Перетащив меня в камеру, охранник принес мне мази и таблетки, благодаря которым я уснул, несмотря на боль. Он панически боялся потерять место. Чем паршивее работа, тем больше у людей страх расстаться с ней. Я обещал молчать о случившемся. Он зарекся выпускать меня на пробежки в темные места.

Вероятно, ночью тюремщики слышали мои крики. А может, я харкал кровью и слизью. Во всяком случае, меня вырвали из кошмарного сна и уложили на носилки, как учили нас делать в школе при вывихе коленки, разрыве сухожилий и связок. Тогда мне впервые пришло в голову, что терпение персонала на исходе.

На следующее утро я обнаружил себя в довольно странном и удивительно светлом месте. Здесь пахло удаленными аппендиксами. При виде женщины, пожавшей мне руку, я вспомнил мать. Она была портнихой и никогда не носила белых халатов, только голубые. Мать погибла в автокатастрофе. Сейчас я представлял лицо Делии в тот момент, когда рассказывал ей об этом. Однако медсестра, присевшая на больничную койку, ничего общего с моей матерью не имела. Она проверила шланг от капельницы на руке другого убийцы, избитого сотрудниками тюрьмы. К счастью, я не депрессивный тип.

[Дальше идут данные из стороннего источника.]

//! Aggregate instance status: durable records joined with observed runtime
//! state.

use anyhow::Result;
use cabin_common::{InstanceRecord, PortForward};

use crate::application::ports::RuntimeInspector;
use crate::domain::container_name;
use crate::domain::error::InstanceError;
use crate::domain::validate::validate_instance_name;
use crate::infra::store::MetaStore;

/// One instance's records plus what the runtime reports about it.
pub struct InstanceStatus {
    pub record: InstanceRecord,
    pub running: bool,
    /// Instance address on the shared network, when running.
    pub ip: Option<String>,
    pub hardened: bool,
    pub forwards: Vec<PortForward>,
}

/// Observed state of one container, from the runtime's inspect output.
pub struct ObservedState {
    pub running: bool,
    pub ip: Option<String>,
}

/// Parse a runtime inspect document (JSON array with one element) into the
/// observed state. Unexpected shapes read as not running.
#[must_use]
pub fn parse_inspect(json: &str) -> ObservedState {
    let parsed: serde_json::Value = match serde_json::from_str(json) {
        Ok(value) => value,
        Err(_) => {
            return ObservedState {
                running: false,
                ip: None,
            };
        }
    };
    let container = &parsed[0];
    let running = container["State"]["Running"].as_bool().unwrap_or(false);
    let ip = container["NetworkSettings"]["Networks"]
        .as_object()
        .and_then(|networks| networks.values().next())
        .and_then(|net| net["IPAddress"].as_str())
        .filter(|ip| !ip.is_empty())
        .map(ToString::to_string);
    ObservedState { running, ip }
}

/// Status of one named instance.
///
/// # Errors
///
/// Fails when the instance is unknown or its records are malformed. A
/// missing container reads as not running, not as an error.
pub async fn instance_status(
    rt: &impl RuntimeInspector,
    store: &MetaStore,
    name: &str,
) -> Result<InstanceStatus> {
    validate_instance_name(name)?;
    let record = store
        .load_instance(name)?
        .ok_or_else(|| InstanceError::NotFound(name.to_string()))?;
    let hardened = store.load_marker(name)?.is_some();
    let forwards = store.load_forwards(name)?;

    let out = rt.inspect(&container_name(name)).await?;
    let observed = if out.status.success() {
        parse_inspect(&super::stdout_of(&out))
    } else {
        ObservedState {
            running: false,
            ip: None,
        }
    };

    Ok(InstanceStatus {
        record,
        running: observed.running,
        ip: observed.ip,
        hardened,
        forwards,
    })
}

/// Status of every known instance, sorted by name.
///
/// # Errors
///
/// Fails when the store cannot be scanned or a record is malformed.
pub async fn all_statuses(rt: &impl RuntimeInspector, store: &MetaStore) -> Result<Vec<InstanceStatus>> {
    let mut statuses = Vec::new();
    for record in store.list_instances()? {
        statuses.push(instance_status(rt, store, &record.name).await?);
    }
    Ok(statuses)
}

— Тяжелое кишечное отравление, — сообщил я врачу, а тот мне, и оба мы всем, кого это интересовало.

Хорошо, что они не исследовали мой задний проход, а синяки объяснили столкновением с берлинской стеной. Я действительно на нее налетел. Такое уже бывало с арестантами камер предварительного заключения во время пробежек. Но сейчас мое состояние стабилизировалось, как сообщила мне сестра. Она кое-что понимала в медицине.

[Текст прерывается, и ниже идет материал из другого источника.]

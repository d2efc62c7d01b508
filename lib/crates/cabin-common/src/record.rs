//! Typed durable records: instance metadata, credential, hardening marker.
//!
//! Each record maps to one flat file managed by the metadata store. Parsing
//! is strict — unknown keys are errors, not noise to skip.

use chrono::{DateTime, Utc};
use thiserror::Error;

use crate::kv;

/// Errors produced while decoding a typed record from its `key=value` form.
#[derive(Debug, Error)]
pub enum RecordError {
    #[error(transparent)]
    Kv(#[from] kv::KvError),

    #[error("missing field '{0}'")]
    MissingField(&'static str),

    #[error("unknown field '{0}'")]
    UnknownField(String),

    #[error("invalid value '{value}' for field '{field}'")]
    InvalidValue { field: &'static str, value: String },
}

fn invalid(field: &'static str, value: &str) -> RecordError {
    RecordError::InvalidValue {
        field,
        value: value.to_string(),
    }
}

// ── Security state ────────────────────────────────────────────────────────────

/// Whether the hardening hook has been applied and should be resumed on
/// restart.
#[derive(Debug, Clone, Copy, PartialEq, Eq, Default)]
pub enum SecurityState {
    #[default]
    Disabled,
    Enabled,
}

impl SecurityState {
    #[must_use]
    pub fn as_str(self) -> &'static str {
        match self {
            SecurityState::Disabled => "disabled",
            SecurityState::Enabled => "enabled",
        }
    }

    /// # Errors
    ///
    /// Returns an error for anything other than `disabled` / `enabled`.
    pub fn parse(value: &str) -> Result<Self, RecordError> {
        match value {
            "disabled" => Ok(SecurityState::Disabled),
            "enabled" => Ok(SecurityState::Enabled),
            other => Err(invalid("security", other)),
        }
    }
}

// ── Resource limits ───────────────────────────────────────────────────────────

/// Per-instance container resource ceilings.
#[derive(Debug, Clone, PartialEq, Eq)]
pub struct ResourceLimits {
    /// Memory limit in Docker syntax, e.g. `2g`.
    pub memory: String,
    /// Relative CPU shares (Docker `--cpu-shares`).
    pub cpu_shares: u32,
    /// Process-count ceiling (Docker `--pids-limit`).
    pub pids_limit: u32,
}

impl Default for ResourceLimits {
    fn default() -> Self {
        Self {
            memory: "2g".to_string(),
            cpu_shares: 1024,
            pids_limit: 512,
        }
    }
}

// ── Instance record ───────────────────────────────────────────────────────────

/// Durable metadata for one named instance. Exclusively owned by the
/// lifecycle controller; read-only everywhere else.
#[derive(Debug, Clone, PartialEq, Eq)]
pub struct InstanceRecord {
    pub name: String,
    /// Environment definition this instance was built from.
    pub template: String,
    /// Resolved container image reference.
    pub image: String,
    /// Host-published SSH port, unique across instances.
    pub host_port: u16,
    pub limits: ResourceLimits,
    pub security: SecurityState,
    pub created_at: DateTime<Utc>,
}

impl InstanceRecord {
    /// Render to the persisted `key=value` form.
    #[must_use]
    pub fn to_kv(&self) -> String {
        let host_port = self.host_port.to_string();
        let cpu_shares = self.limits.cpu_shares.to_string();
        let pids_limit = self.limits.pids_limit.to_string();
        let created_at = self.created_at.to_rfc3339();
        kv::render(&[
            ("name", &self.name),
            ("template", &self.template),
            ("image", &self.image),
            ("host_port", &host_port),
            ("memory", &self.limits.memory),
            ("cpu_shares", &cpu_shares),
            ("pids_limit", &pids_limit),
            ("security", self.security.as_str()),
            ("created_at", &created_at),
        ])
    }

    /// Parse the persisted form back into a typed record.
    ///
    /// # Errors
    ///
    /// Returns an error on malformed lines, unknown keys, missing fields, or
    /// values that fail to parse.
    pub fn parse(text: &str) -> Result<Self, RecordError> {
        let mut name = None;
        let mut template = None;
        let mut image = None;
        let mut host_port = None;
        let mut limits = ResourceLimits::default();
        let mut security = SecurityState::Disabled;
        let mut created_at = None;

        for (key, value) in kv::parse(text)? {
            match key.as_str() {
                "name" => name = Some(value),
                "template" => template = Some(value),
                "image" => image = Some(value),
                "host_port" => {
                    host_port = Some(value.parse().map_err(|_| invalid("host_port", &value))?);
                }
                "memory" => limits.memory = value,
                "cpu_shares" => {
                    limits.cpu_shares = value.parse().map_err(|_| invalid("cpu_shares", &value))?;
                }
                "pids_limit" => {
                    limits.pids_limit = value.parse().map_err(|_| invalid("pids_limit", &value))?;
                }
                "security" => security = SecurityState::parse(&value)?,
                "created_at" => {
                    created_at = Some(
                        DateTime::parse_from_rfc3339(&value)
                            .map_err(|_| invalid("created_at", &value))?
                            .with_timezone(&Utc),
                    );
                }
                _ => return Err(RecordError::UnknownField(key)),
            }
        }

        Ok(Self {
            name: name.ok_or(RecordError::MissingField("name"))?,
            template: template.ok_or(RecordError::MissingField("template"))?,
            image: image.ok_or(RecordError::MissingField("image"))?,
            host_port: host_port.ok_or(RecordError::MissingField("host_port"))?,
            limits,
            security,
            created_at: created_at.ok_or(RecordError::MissingField("created_at"))?,
        })
    }
}

// ── Credential record ─────────────────────────────────────────────────────────

/// Generated login secret for the instance account. Written with mode 0600
/// and never echoed outside the generation moment.
#[derive(Clone, PartialEq, Eq)]
pub struct Credential {
    pub password: String,
}

// Debug deliberately hides the secret so it cannot leak through error chains.
impl std::fmt::Debug for Credential {
    fn fmt(&self, f: &mut std::fmt::Formatter<'_>) -> std::fmt::Result {
        f.debug_struct("Credential").finish_non_exhaustive()
    }
}

impl Credential {
    #[must_use]
    pub fn to_kv(&self) -> String {
        kv::render(&[("password", &self.password)])
    }

    /// # Errors
    ///
    /// Returns an error if the file does not contain exactly a `password` key.
    pub fn parse(text: &str) -> Result<Self, RecordError> {
        let mut password = None;
        for (key, value) in kv::parse(text)? {
            match key.as_str() {
                "password" => password = Some(value),
                _ => return Err(RecordError::UnknownField(key)),
            }
        }
        Ok(Self {
            password: password.ok_or(RecordError::MissingField("password"))?,
        })
    }
}

// ── Security marker ───────────────────────────────────────────────────────────

/// Durable flag recording the last successful hardening apply. Present only
/// after the hook reported success; removed on rollback or disable.
#[derive(Debug, Clone, PartialEq, Eq)]
pub struct SecurityMarker {
    pub applied_at: DateTime<Utc>,
}

impl SecurityMarker {
    #[must_use]
    pub fn to_kv(&self) -> String {
        let applied_at = self.applied_at.to_rfc3339();
        kv::render(&[("enabled", "true"), ("applied_at", &applied_at)])
    }

    /// # Errors
    ///
    /// Returns an error unless the file records `enabled=true` with a valid
    /// timestamp.
    pub fn parse(text: &str) -> Result<Self, RecordError> {
        let mut enabled = false;
        let mut applied_at = None;
        for (key, value) in kv::parse(text)? {
            match key.as_str() {
                "enabled" => {
                    if value != "true" {
                        return Err(invalid("enabled", &value));
                    }
                    enabled = true;
                }
                "applied_at" => {
                    applied_at = Some(
                        DateTime::parse_from_rfc3339(&value)
                            .map_err(|_| invalid("applied_at", &value))?
                            .with_timezone(&Utc),
                    );
                }
                _ => return Err(RecordError::UnknownField(key)),
            }
        }
        if !enabled {
            return Err(RecordError::MissingField("enabled"));
        }
        Ok(Self {
            applied_at: applied_at.ok_or(RecordError::MissingField("applied_at"))?,
        })
    }
}

#[cfg(test)]
#[allow(clippy::unwrap_used, clippy::expect_used)]
mod tests {
    use super::*;

    fn record() -> InstanceRecord {
        InstanceRecord {
            name: "demo".to_string(),
            template: "base".to_string(),
            image: "cabin/base:latest".to_string(),
            host_port: 40100,
            limits: ResourceLimits::default(),
            security: SecurityState::Enabled,
            created_at: "2026-03-01T10:00:00Z".parse().expect("timestamp"),
        }
    }

    #[test]
    fn instance_record_survives_render_and_parse() {
        let parsed = InstanceRecord::parse(&record().to_kv()).expect("parse");
        assert_eq!(parsed, record());
    }

    #[test]
    fn instance_record_rejects_unknown_field() {
        let mut text = record().to_kv();
        text.push_str("color=mauve\n");
        let err = InstanceRecord::parse(&text).expect_err("must fail");
        assert!(matches!(err, RecordError::UnknownField(k) if k == "color"));
    }

    #[test]
    fn instance_record_rejects_missing_host_port() {
        let text = "name=demo\ntemplate=base\nimage=i\ncreated_at=2026-03-01T10:00:00Z\n";
        let err = InstanceRecord::parse(text).expect_err("must fail");
        assert!(matches!(err, RecordError::MissingField("host_port")));
    }

    #[test]
    fn instance_record_rejects_bad_port_value() {
        let text = record().to_kv().replace("40100", "70000");
        let err = InstanceRecord::parse(&text).expect_err("must fail");
        assert!(matches!(
            err,
            RecordError::InvalidValue {
                field: "host_port",
                ..
            }
        ));
    }

    #[test]
    fn credential_debug_does_not_leak_password() {
        let cred = Credential {
            password: "hunter2".to_string(),
        };
        let rendered = format!("{cred:?}");
        assert!(!rendered.contains("hunter2"));
    }

    #[test]
    fn security_marker_requires_enabled_true() {
        let err =
            SecurityMarker::parse("enabled=false\napplied_at=2026-03-01T10:00:00Z\n")
                .expect_err("must fail");
        assert!(matches!(err, RecordError::InvalidValue { .. }));
    }

    #[test]
    fn security_marker_round_trips() {
        let marker = SecurityMarker {
            applied_at: "2026-03-01T10:00:00Z".parse().expect("timestamp"),
        };
        let parsed = SecurityMarker::parse(&marker.to_kv()).expect("parse");
        assert_eq!(parsed, marker);
    }
}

Моя жизнь вернулась в прежнее русло. Хелена Зеленич передала мне через «дворецкого» сердечные пожелания выздоровления.

— Она действительно сказала «сердечные»? — уточнил я.

— Сердечные, или добрые, или просто пожелания выздоровления. Какая разница? — раздраженно проворчал он.

Я кивнул, хотя не мог с ним согласиться.

Список тех, кто жаждал со мной увидеться или обещал вызволить из тюрьмы, катастрофически удлинился. Меня не трогали встречавшиеся в нем фамилии друзей и родственников. Я не мог пустить их к себе и не представлял, о чем с ними говорить. Об убийствах и изнасилованиях они знали лишь из фильмов, в лучшем случае — из журналистских расследований. Но они не носили в себе ничего подобного. А я чувствовал сейчас только это. Мне достаточно было один раз оказаться в шкуре преступника, чтобы потом на всю жизнь остаться жертвой.

Два события указывали на то, что не все еще кончено. Важнейшего из них мне предстояло дожидаться несколько дней. «Допрос следователем Яна Хайгерера, подозреваемого в убийстве Рольфа Лентца», — значилось в моем расписании.

— Что за следователь? — спросил я охранника, не увидев фамилии, и приготовился к худшему.

— Женщина-следователь, — улыбнулся тот.

У меня отлегло от сердца. Если кто сейчас и оставался мне нужен, так это Хелена Зеленич. Без нее мое положение представлялось невыносимым.

Менее важное событие оказалось более срочным. «Сам профессор» желал меня видеть. Доктор наук Бенедикт Райтхофер, член правления нескольких институтов, почетный президент разных фондов, руководитель третьего отделения больницы, приглашенный профессор университета, владелец частной клиники, присяжный судмедэксперт.

Разве у нас существует судебная психиатрия? Или он и есть ее основатель?

Я знавал его еще в те времена, когда делал вид, будто занимаюсь журналистикой. Не раз приходилось мне пожимать его рыхлую, белую руку и смотреть в уже тогда заплывшие жиром глаза.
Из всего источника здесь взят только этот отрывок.